When hundreds of British soldiers were captured during the first significant campaign of the war, the American invasion of Canada in 1775-76, Congress “created a system of prisoner management largely consonant with European norms,” Jones wrote. “Through their treatment of British soldiers captured in Canada, American leaders conveyed a powerful message to both their antagonists and each other: though reduced to the necessity of taking up arms to obtain redress for their grievances, how they fought would reflect why they fought. ‘The Glorious cause of liberty’ had to be defended with honor and propriety.”

By the time Burgoyne and Gates signed their convention, Congress and the American public, which learned of British atrocities through newspaper accounts, had grown weary of the mistreatment of American prisoners.

According to Jones’s book, William Livingston, the first governor of New Jersey and a member of the Continental Congress, wrote in the New-Jersey Gazette under the pseudonym “Adolphus,” “The detention of Burgoyne and his army, until the Convention of Saratoga is ratified by the Court of Great Britain, is a measure founded on the truest policy and strictest justice.”

Reminding his readers of the plight of the Fort Washington garrison, Livingston asked how they could trust the British to uphold the Saratoga Convention when “three thousand freemen capitulate on condition of being treated as prisoners of war — but the moment their arms are out of their hands, they are treated as rebels, crowded together in the holds of transports or amidst the unwholesome damps of churches and suffered to perish with hunger and cold. … we have born their cruelty and frauds with a patience unparalleled in history.”

The only recourse Americans possessed was to treat the British as they deserved, “as robbers and murderers when they presume to treat us as rebels,” Livingston wrote. 
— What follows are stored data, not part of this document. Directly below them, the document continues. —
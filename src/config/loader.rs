//! Configuration loader with TOML parsing and environment variable overrides

use super::schema::LedgerliftConfig;
use super::secret_string;
use crate::domain::errors::LiftError;
use crate::domain::result::Result;
use regex::Regex;
use std::fs;
use std::path::{Path, PathBuf};

/// Loads configuration from a TOML file
///
/// This function:
/// 1. Reads the TOML file
/// 2. Performs environment variable substitution (${VAR} syntax)
/// 3. Parses the TOML into LedgerliftConfig
/// 4. Applies environment variable overrides (LEDGERLIFT_* prefix)
/// 5. Validates the configuration
///
/// # Errors
///
/// Returns `LiftError::Configuration` if the file is missing or unreadable,
/// a referenced variable is unset, the TOML is malformed, or validation fails.
///
/// # Examples
///
/// ```no_run
/// use ledgerlift::config::loader::load_config;
///
/// let config = load_config("ledgerlift.toml").expect("Failed to load config");
/// ```
pub fn load_config(path: impl AsRef<Path>) -> Result<LedgerliftConfig> {
    let path = path.as_ref();

    if !path.exists() {
        return Err(LiftError::Configuration(format!(
            "Configuration file not found: {}",
            path.display()
        )));
    }

    let contents = fs::read_to_string(path).map_err(|e| {
        LiftError::Configuration(format!(
            "Failed to read configuration file {}: {}",
            path.display(),
            e
        ))
    })?;

    let contents = substitute_env_vars(&contents)?;

    let mut config: LedgerliftConfig = toml::from_str(&contents)?;

    apply_env_overrides(&mut config);

    config.validate().map_err(|e| {
        LiftError::Configuration(format!("Configuration validation failed: {e}"))
    })?;

    tracing::debug!(
        path = %path.display(),
        source = %config.source.postgresql.connection_string_safe(),
        sink = %config.sink.postgresql.connection_string_safe(),
        page_size = config.migration.page_size,
        "Configuration loaded"
    );

    Ok(config)
}

/// Substitutes environment variables in the format ${VAR_NAME}
///
/// Comment lines are copied through untouched.
///
/// # Errors
///
/// Returns an error naming every referenced variable that is not set
fn substitute_env_vars(input: &str) -> Result<String> {
    let re = Regex::new(r"\$\{([A-Z_][A-Z0-9_]*)\}")
        .map_err(|e| LiftError::Other(format!("Invalid substitution pattern: {e}")))?;
    let mut result = String::with_capacity(input.len());
    let mut missing_vars: Vec<String> = Vec::new();

    for line in input.lines() {
        if line.trim_start().starts_with('#') {
            result.push_str(line);
            result.push('\n');
            continue;
        }

        let processed = re.replace_all(line, |caps: &regex::Captures| {
            let var_name = &caps[1];
            match std::env::var(var_name) {
                Ok(value) => value,
                Err(_) => {
                    if !missing_vars.iter().any(|v| v == var_name) {
                        missing_vars.push(var_name.to_string());
                    }
                    String::new()
                }
            }
        });
        result.push_str(&processed);
        result.push('\n');
    }

    if !missing_vars.is_empty() {
        return Err(LiftError::Configuration(format!(
            "Missing required environment variables: {}",
            missing_vars.join(", ")
        )));
    }

    Ok(result)
}

/// Applies environment variable overrides using the LEDGERLIFT_* prefix
///
/// Variables follow `LEDGERLIFT_<SECTION>_<KEY>`, for example
/// `LEDGERLIFT_MIGRATION_PAGE_SIZE`. Unparseable numeric values are ignored.
fn apply_env_overrides(config: &mut LedgerliftConfig) {
    // Application
    if let Ok(val) = std::env::var("LEDGERLIFT_APPLICATION_LOG_LEVEL") {
        config.application.log_level = val;
    }
    if let Ok(val) = std::env::var("LEDGERLIFT_APPLICATION_DRY_RUN") {
        config.application.dry_run = val.parse().unwrap_or(false);
    }

    // Source
    if let Ok(val) = std::env::var("LEDGERLIFT_SOURCE_CONNECTION_STRING") {
        config.source.postgresql.connection_string = secret_string(val);
    }
    if let Ok(val) = std::env::var("LEDGERLIFT_SOURCE_TABLE") {
        config.source.table = val;
    }
    if let Ok(val) = std::env::var("LEDGERLIFT_SOURCE_LOOKBACK_DAYS") {
        if let Ok(days) = val.parse() {
            config.source.lookback_days = days;
        }
    }

    // Sink
    if let Ok(val) = std::env::var("LEDGERLIFT_SINK_CONNECTION_STRING") {
        config.sink.postgresql.connection_string = secret_string(val);
    }
    if let Ok(val) = std::env::var("LEDGERLIFT_SINK_COLLECTION") {
        config.sink.collection = val;
    }
    if let Ok(val) = std::env::var("LEDGERLIFT_SINK_IDEMPOTENT_WRITES") {
        config.sink.idempotent_writes = val.parse().unwrap_or(false);
    }

    // Migration
    if let Ok(val) = std::env::var("LEDGERLIFT_MIGRATION_PAGE_SIZE") {
        if let Ok(size) = val.parse() {
            config.migration.page_size = size;
        }
    }
    if let Ok(val) = std::env::var("LEDGERLIFT_MIGRATION_STARTUP_DELAY_SECS") {
        if let Ok(secs) = val.parse() {
            config.migration.startup_delay_secs = secs;
        }
    }
    if let Ok(val) = std::env::var("LEDGERLIFT_MIGRATION_CHECKPOINT_PATH") {
        config.migration.checkpoint_path = PathBuf::from(val);
    }

    // Logging
    if let Ok(val) = std::env::var("LEDGERLIFT_LOGGING_LOCAL_ENABLED") {
        config.logging.local_enabled = val.parse().unwrap_or(false);
    }
    if let Ok(val) = std::env::var("LEDGERLIFT_LOGGING_LOCAL_PATH") {
        config.logging.local_path = val;
    }
}

#[cfg(test)]
mod tests {
    use super::*;
    use std::io::Write;
    use tempfile::NamedTempFile;

    const MINIMAL: &str = r#"
[source]
connection_string = "postgresql://reader:pw@ledger-db:5432/ledger"

[sink]
connection_string = "postgresql://writer:pw@docs-db:5432/documents"
"#;

    fn write_config(contents: &str) -> NamedTempFile {
        let mut temp_file = NamedTempFile::new().unwrap();
        temp_file.write_all(contents.as_bytes()).unwrap();
        temp_file.flush().unwrap();
        temp_file
    }

    #[test]
    fn test_substitute_env_vars() {
        std::env::set_var("LOADER_TEST_DSN", "postgresql://u:p@h/db");
        let input = "connection_string = \"${LOADER_TEST_DSN}\"";
        let result = substitute_env_vars(input).unwrap();
        assert_eq!(result, "connection_string = \"postgresql://u:p@h/db\"\n");
        std::env::remove_var("LOADER_TEST_DSN");
    }

    #[test]
    fn test_substitute_env_vars_missing() {
        std::env::remove_var("LOADER_TEST_MISSING");
        let input = "connection_string = \"${LOADER_TEST_MISSING}\"";
        let err = substitute_env_vars(input).unwrap_err();
        assert!(err.to_string().contains("LOADER_TEST_MISSING"));
    }

    #[test]
    fn test_substitute_env_vars_skips_comments() {
        std::env::remove_var("LOADER_TEST_COMMENTED");
        let input = "# connection_string = \"${LOADER_TEST_COMMENTED}\"";
        assert!(substitute_env_vars(input).is_ok());
    }

    #[test]
    fn test_load_config_missing_file() {
        let result = load_config("nonexistent.toml");
        assert!(matches!(result, Err(LiftError::Configuration(_))));
    }

    #[test]
    fn test_load_config_minimal_uses_defaults() {
        let file = write_config(MINIMAL);
        let config = load_config(file.path()).unwrap();

        assert_eq!(config.migration.page_size, 100);
        assert_eq!(config.source.lookback_days, 365);
        assert_eq!(config.source.table, "account_balances");
        assert_eq!(config.sink.collection, "saldo_documents");
        assert!(!config.sink.idempotent_writes);
        assert!(!config.application.dry_run);
    }

    #[test]
    fn test_load_config_rejects_invalid_page_size() {
        let contents = format!("{MINIMAL}\n[migration]\npage_size = 0\n");
        let file = write_config(&contents);
        let err = load_config(file.path()).unwrap_err();
        assert!(err.to_string().contains("page_size"));
    }

    #[test]
    fn test_load_config_rejects_malformed_toml() {
        let file = write_config("[source\nconnection_string = ");
        assert!(matches!(
            load_config(file.path()),
            Err(LiftError::Configuration(_))
        ));
    }
}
The Convention Army spent a year in the Boston area before the arrangement became untenable, largely because Congress did not provide funding to care for the prisoners. Major General William Heath, “begged and borrowed enough food stuffs and necessities to keep the men from starving that winter, but by the spring of 1778, the general was absolutely at the end of his tether,” Jones wrote.

“From Congress’s perspective, provisioning the troops was not an American problem. Under the terms of the convention, the British were supposed to repay or replenish the supplies consumed by the prisoners.”

The detained prisoners also became a burden to the people of Boston. “While Boston merchants and Cambridge landlords had prospered from the British presence (officers were allowed to rent rooms and basically live free in town), most residents resented the hauteur of the convention officers and the relatively lax confinement of the enlisted men,” Jones wrote.

“Cavorting about the taverns of Cambridge, the paroled officers offended many Bostonians, while enlisted conventioners who escaped from the barracks were a constant source of frustration for American magistrates. As their detention dragged on, the soldiers suffered from the twin plagues of early modern armies: boredom and alcohol abuse.”

Even law-abiding conventioners presented a threat to the civilian population with smallpox and typhus spreading among the troops. Smallpox claimed more than 300 conventioners in spring 1778, Jones wrote.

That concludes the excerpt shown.